An essential purpose of Strategies for Digital Data was to explore future plans for file storage. These are illustrated in Figure 6.10. Overall, magnetic media (hard discs, floppy discs and tapes) will remain popular with archives. The most significant difference between Figures 6.7 (current) and 6.10 (future) is the planned increase in the use of CD-ROMs. This implies that archaeologists see the CD-ROM as the way forward, alongside continued use of magnetic tape drives, although floppy discs continue to be a popular option. The increased use of networks seems to have a limited prospect. More information can be gained by looking at the combinations of options archaeologists would like to use. There is a desire to use a greater range of backing-up methods, with only one-fifth seeing their future strategy relying on a single option (down from 46% in Figure 6.7). Table 6.4 shows that, for those relying on single strategies, many intend to use floppy discs. The number of archives planning to use two methods is roughly the same as in Figure 6.7. Almost half of those responding aim to use a wide range of methods - in particular future strategies are seen to lie increasingly with CD-ROMs and tape drives. Additionally, a few organisations stated that they plan to use a remote store for their digital data.

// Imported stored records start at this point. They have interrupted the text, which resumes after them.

//! Configuration and settings management
//!
//! Loads settings from configuration files and environment variables and
//! turns them into the typed pipeline configuration.

use crate::pipeline::{
    governor, upload, BucketConfig, GovernorConfig, PipelineConfig, DEFAULT_DOWNLOAD_POOL_SIZE,
    DEFAULT_DOWNLOAD_TIMEOUT,
};
use crate::state::{self, StoreConfig};
use config::{Config, ConfigError, Environment, File};
use serde::{Deserialize, Serialize};
use std::collections::HashSet;
use std::path::PathBuf;
use std::time::Duration;

/// Default number of songs kept in the in-memory song cache
pub const DEFAULT_SONG_CACHE_CAPACITY: u64 = 10_000;

/// Application settings loaded from files and environment variables
#[derive(Debug, Deserialize, Serialize, Clone)]
pub struct Settings {
    /// Telegram Bot API token
    pub telegram_token: String,

    /// Comma-separated list of allowed user IDs; empty allows everyone
    #[serde(rename = "allowed_users")]
    pub allowed_users_str: Option<String>,

    /// Directory for temporary downloads
    pub download_dir: Option<PathBuf>,

    /// Per-chat outbound rate (messages per second)
    #[serde(default = "default_chat_rate")]
    pub chat_rate_per_sec: f64,
    /// Per-chat burst
    #[serde(default = "default_chat_burst")]
    pub chat_burst: u32,
    /// Global outbound rate (messages per second); 0 disables the global bucket
    #[serde(default = "default_global_rate")]
    pub global_rate_per_sec: f64,
    /// Global burst
    #[serde(default = "default_global_burst")]
    pub global_burst: u32,
    /// Seconds of inactivity before a chat's bucket is forgotten
    #[serde(default = "default_throttle_idle_secs")]
    pub throttle_idle_secs: u64,
    /// Seconds between idle-bucket sweeps
    #[serde(default = "default_throttle_sweep_secs")]
    pub throttle_sweep_secs: u64,
    /// Attempts per rate-limited chat call
    #[serde(default = "default_max_attempts")]
    pub max_attempts: u32,

    /// Concurrent downloads
    #[serde(default = "default_download_pool_size")]
    pub download_pool_size: usize,
    /// Download timeout in seconds
    #[serde(default = "default_download_timeout_secs")]
    pub download_timeout_secs: u64,
    /// Tasks that may wait for upload
    #[serde(default = "default_upload_queue_capacity")]
    pub upload_queue_capacity: usize,
    /// Milliseconds between queued-status refreshes
    #[serde(default = "default_status_reconcile_ms")]
    pub status_reconcile_ms: u64,

    /// Pagination state window in seconds
    #[serde(default = "default_pagination_ttl_secs")]
    pub pagination_ttl_secs: u64,
    /// Cross-reference token window in seconds
    #[serde(default = "default_cross_ref_ttl_secs")]
    pub cross_ref_ttl_secs: u64,
    /// Maximum live cross-reference tokens
    #[serde(default = "default_cross_ref_max_entries")]
    pub cross_ref_max_entries: usize,
    /// Page marker window in seconds
    #[serde(default = "default_page_marker_ttl_secs")]
    pub page_marker_ttl_secs: u64,

    /// Songs kept in the in-memory song cache
    #[serde(default = "default_song_cache_capacity")]
    pub song_cache_capacity: u64,
}

const fn default_chat_rate() -> f64 {
    governor::DEFAULT_CHAT_RATE
}

const fn default_chat_burst() -> u32 {
    governor::DEFAULT_CHAT_BURST
}

const fn default_global_rate() -> f64 {
    governor::DEFAULT_GLOBAL_RATE
}

const fn default_global_burst() -> u32 {
    governor::DEFAULT_GLOBAL_BURST
}

const fn default_throttle_idle_secs() -> u64 {
    governor::DEFAULT_IDLE_TTL.as_secs()
}

const fn default_throttle_sweep_secs() -> u64 {
    governor::DEFAULT_SWEEP_INTERVAL.as_secs()
}

const fn default_max_attempts() -> u32 {
    governor::DEFAULT_MAX_ATTEMPTS
}

const fn default_download_pool_size() -> usize {
    DEFAULT_DOWNLOAD_POOL_SIZE
}

const fn default_download_timeout_secs() -> u64 {
    DEFAULT_DOWNLOAD_TIMEOUT.as_secs()
}

const fn default_upload_queue_capacity() -> usize {
    upload::DEFAULT_QUEUE_CAPACITY
}

#[allow(clippy::cast_possible_truncation)]
const fn default_status_reconcile_ms() -> u64 {
    upload::DEFAULT_RECONCILE_INTERVAL.as_millis() as u64
}

const fn default_pagination_ttl_secs() -> u64 {
    state::PAGINATION_TTL.as_secs()
}

const fn default_cross_ref_ttl_secs() -> u64 {
    state::CROSS_REF_TTL.as_secs()
}

const fn default_cross_ref_max_entries() -> usize {
    state::CROSS_REF_MAX_ENTRIES
}

const fn default_page_marker_ttl_secs() -> u64 {
    state::PAGE_MARKER_TTL.as_secs()
}

const fn default_song_cache_capacity() -> u64 {
    DEFAULT_SONG_CACHE_CAPACITY
}

impl Settings {
    /// Create new settings by loading from environment and files
    ///
    /// # Examples
    ///
    /// ```no_run
    /// use oxide_music::config::Settings;
    ///
    /// let settings = Settings::new().expect("Failed to load configuration");
    /// ```
    ///
    /// # Errors
    ///
    /// Returns a `ConfigError` if loading fails.
    pub fn new() -> Result<Self, ConfigError> {
        let run_mode = std::env::var("RUN_MODE").unwrap_or_else(|_| "development".into());

        let s = Config::builder()
            .add_source(File::with_name("config/default").required(false))
            .add_source(File::with_name(&format!("config/{run_mode}")).required(false))
            // not checked into git
            .add_source(File::with_name("config/local").required(false))
            // e.g. `APP__DOWNLOAD_POOL_SIZE=8`
            .add_source(Environment::with_prefix("APP").separator("__"))
            // plain UPPER_SNAKE_CASE variables; empty ones count as unset
            .add_source(Environment::default().ignore_empty(true))
            .build()?;

        s.try_deserialize()
    }

    /// Returns a set of Telegram IDs that are allowed to use the bot
    #[must_use]
    pub fn allowed_users(&self) -> HashSet<i64> {
        self.allowed_users_str
            .as_ref()
            .map(|s| {
                s.split(|c: char| c == ',' || c == ';' || c.is_whitespace())
                    .filter(|token| !token.is_empty())
                    .filter_map(|id| id.parse::<i64>().ok())
                    .collect()
            })
            .unwrap_or_default()
    }

    /// Typed pipeline configuration derived from these settings
    #[must_use]
    pub fn pipeline_config(&self) -> PipelineConfig {
        PipelineConfig::from_settings(self)
    }
}

impl PipelineConfig {
    /// Build the pipeline configuration from loaded settings
    #[must_use]
    pub fn from_settings(settings: &Settings) -> Self {
        let global = (settings.global_rate_per_sec > 0.0).then_some(BucketConfig {
            rate_per_sec: settings.global_rate_per_sec,
            burst: settings.global_burst,
        });

        Self {
            governor: GovernorConfig {
                per_chat: BucketConfig {
                    rate_per_sec: settings.chat_rate_per_sec,
                    burst: settings.chat_burst,
                },
                global,
                idle_ttl: Duration::from_secs(settings.throttle_idle_secs),
                sweep_interval: Duration::from_secs(settings.throttle_sweep_secs),
                max_attempts: settings.max_attempts,
            },
            download_pool_size: settings.download_pool_size,
            upload_queue_capacity: settings.upload_queue_capacity,
            status_reconcile_interval: Duration::from_millis(settings.status_reconcile_ms),
            download_dir: settings
                .download_dir
                .clone()
                .unwrap_or_else(|| Self::default().download_dir),
            download_timeout: Duration::from_secs(settings.download_timeout_secs),
            stores: StoreConfig {
                pagination_ttl: Duration::from_secs(settings.pagination_ttl_secs),
                cross_ref_ttl: Duration::from_secs(settings.cross_ref_ttl_secs),
                cross_ref_max_entries: settings.cross_ref_max_entries,
                page_marker_ttl: Duration::from_secs(settings.page_marker_ttl_secs),
            },
        }
    }
}

#[cfg(test)]
mod tests {
    use super::*;
    use std::env;

    fn minimal() -> Result<Settings, config::ConfigError> {
        Config::builder()
            .set_override("telegram_token", "dummy")?
            .build()?
            .try_deserialize()
    }

    #[test]
    fn defaults_match_pipeline_defaults() -> Result<(), Box<dyn std::error::Error>> {
        let settings = minimal()?;
        let mut expected = PipelineConfig::default();
        expected.download_dir = settings.pipeline_config().download_dir;

        assert_eq!(settings.pipeline_config(), expected);
        assert!(settings.allowed_users().is_empty());
        Ok(())
    }

    #[test]
    fn zero_global_rate_disables_global_bucket() -> Result<(), Box<dyn std::error::Error>> {
        let mut settings = minimal()?;
        settings.global_rate_per_sec = 0.0;
        assert_eq!(settings.pipeline_config().governor.global, None);
        Ok(())
    }

    #[test]
    fn allowed_users_accept_mixed_separators() -> Result<(), Box<dyn std::error::Error>> {
        let mut settings = minimal()?;
        settings.allowed_users_str = Some("1, 2;3 x  4".to_string());
        assert_eq!(settings.allowed_users(), HashSet::from([1, 2, 3, 4]));
        Ok(())
    }

    #[test]
    fn env_overrides_are_loaded() -> Result<(), Box<dyn std::error::Error>> {
        env::set_var("TELEGRAM_TOKEN", "env_token");
        env::set_var("APP__DOWNLOAD_POOL_SIZE", "9");
        env::set_var("UPLOAD_QUEUE_CAPACITY", "");

        let settings = Settings::new()?;
        assert_eq!(settings.telegram_token, "env_token");
        assert_eq!(settings.download_pool_size, 9);
        assert_eq!(settings.upload_queue_capacity, upload::DEFAULT_QUEUE_CAPACITY);

        env::remove_var("TELEGRAM_TOKEN");
        env::remove_var("APP__DOWNLOAD_POOL_SIZE");
        env::remove_var("UPLOAD_QUEUE_CAPACITY");
        Ok(())
    }
}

Figure 6.10 Future plans for storing digital data - use of typical storage options
Table 6.4 Summary of future methods to be used to store digital information
Single strategy 1 of 2 strategies 1 of 3+ strategies CD-ROM 3 17 30 Network 4 18 27 Tape 6 32 43 Floppy disc 20 26 37
Figure 6.11 Protecting physical media (tapes etc.)
As mentioned in 6.3, an element of digital archiving is the preservation of the physical media on which data are held. Figure 6.11 illustrates details of the steps taken to protect the physical storage media (question 6.7).
The percentages of data creators using no form of protection are different on the two graphs because they were calculated differently. Respondents were given a list of options, from which they could select as many as were applicable to their preservation strategies in use. The pie chart on the left is based on a simple count of 'ticks' for each option listed; where an organisation selected more than one option, it is recorded more than once. The chart on the right summarises variation in the number of preservation strategies used. Each organisation is recorded only once in this graph. The chart on the right shows that three-fifths of the organisations replying do not protect the media on which information is stored; indeed 91 have no suitable storage facilities. 64 archiving bodies have some kind of secure store. Overall, a quarter (39) rely on a single means of protection. Bearing in mind the reliance of most organisations on discs and tapes for storage, this indicates the real possibility of the discipline losing much information.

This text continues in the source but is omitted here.